Tuesday, 27 March 2018
The Siege of AR-558
DVD, DS9 S7 (The Siege of AR-558) (2)
What is it good for? Setting Nog on the path to arguably his greatest episode of the series, allowing Quark to put forth his views on humans, Ezri to learn that having access to a well of past life experiences is a very handy tool to have in the armoury, and Sisko to be reminded once again that the people dying in this war are more than just names or little flags on maps. Turns out war is good for a lot of things. The lessons learned aren't the big song and dance theme, they're almost afterthoughts to the real message, that war is bleak, uncompromising and undignified in its reality. The stench of battle is something rarely visited by our Starfleet friends and family because those dark times are so often removed, the wall of security officers protects a ship and crew, but here we get down and dirty, right in the trenches with those who have been pushed to the end of their tether against an implacable enemy, and all for what? The importance of this communications array wasn't entirely clear from dialogue. It's enough that Starfleet considers it important and the orders are to hold the position. But I find there are a lot of things about the episode that remain loosely defined, which both works in its favour, but also means I don't enjoy it as much as other, more personal war stories from the front lines such as 'Nor The Battle To The Strong,' 'The Ship,' or 'Valiant.'
I'm not sure why the specific characters that are along for the mission are there, other than to make things more difficult. As much as I understand the rationale for not having the toughest characters down on the planet, the Worfs, the Kiras, and the experience of the O'Briens, I can't help but feel that that's the story I'd rather see, in some ways. I want a heroic story of victory at the sharp end where everything seems hopeless and our people beam down and bring the hope with them. But it's not an optimistic episode and there's certainly an argument for it having its place, being an importantly alternative, realistic story to tell on the horrors of war. But Trek, and even 'DS9,' is still about the optimism, the redemption, the hope and healing, so when it goes really bleak it has less of the Trek ring to it. Again, this doesn't mean I think badly of the episode, because I don't - there's a reason that 'DS9' won the Best Final Season poll on startrek.com recently (I voted for it, but that's beside the point), and by a good percentage: the writers really knew what they were doing, and by Season 7 they could reap all kinds of dramatic potential that had been seeded for years. We'd already seen an entire episode devoted to Sisko and his crew taking on Vulcans at a game of baseball! So there was more than enough room for a slot to be taken up by those who were going once more unto the breach, dear friends, taking the fight to the Jem'Hadar, and surviving to tell the tale.

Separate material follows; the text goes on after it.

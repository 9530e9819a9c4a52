//! Scene state: the overlay catalog and the ordered layer store.

pub(crate) mod catalog;
pub(crate) mod layers;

Even the characters that come along for this odd amalgamation of an Away Team aren't necessarily in their usual roles. Nog is the biggie - normally he'd be the ideal guy to be working on the engineering problem, in this case being able to break through the sensor blocks that both sides are using to conceal their positions and numbers, but instead he's brought down to the practical position of using his enhanced hearing to listen out for any Jem'Hadar approaches (though it seemed to me that Lieutenant Larkin, by some honed sense, picked up their coming before he did). That could be another comment on war: that people aren't necessarily going to be used in the way they were trained or the way you'd expect would be to the best use of their skills when the necessary attitude of 'make do and mend' means that whatever needs to be done must be done by whoever's available. And it's nice that Nog's unique Ferengi nature is again called on in his service to Starfleet. One of the best things about the story is the chance for him to confront the differences between himself and humanity's nature through Quark's comments on how they can be more dangerous than a bloodthirsty Klingon when their comforts are removed, as opposed to the Ferengi way of cowering and hiding, something that is detestable to Nog. But Quark also believes that if the Ferengi had been the major power of the Alpha Quadrant they'd have hammered out a treaty with the Dominion and avoided war. I don't think the Dominion would ever have had anything they would accept over complete domination, but then again the resourcefulness and resolve of the Ferengi business mind is a powerful force, and everyone needs something. You only have to look at the true motivations of The Founders to realise they wanted control to keep themselves safe, and if the Ferengi had been able to accommodate them perhaps war genuinely would have been averted without the cost of giving up freedom?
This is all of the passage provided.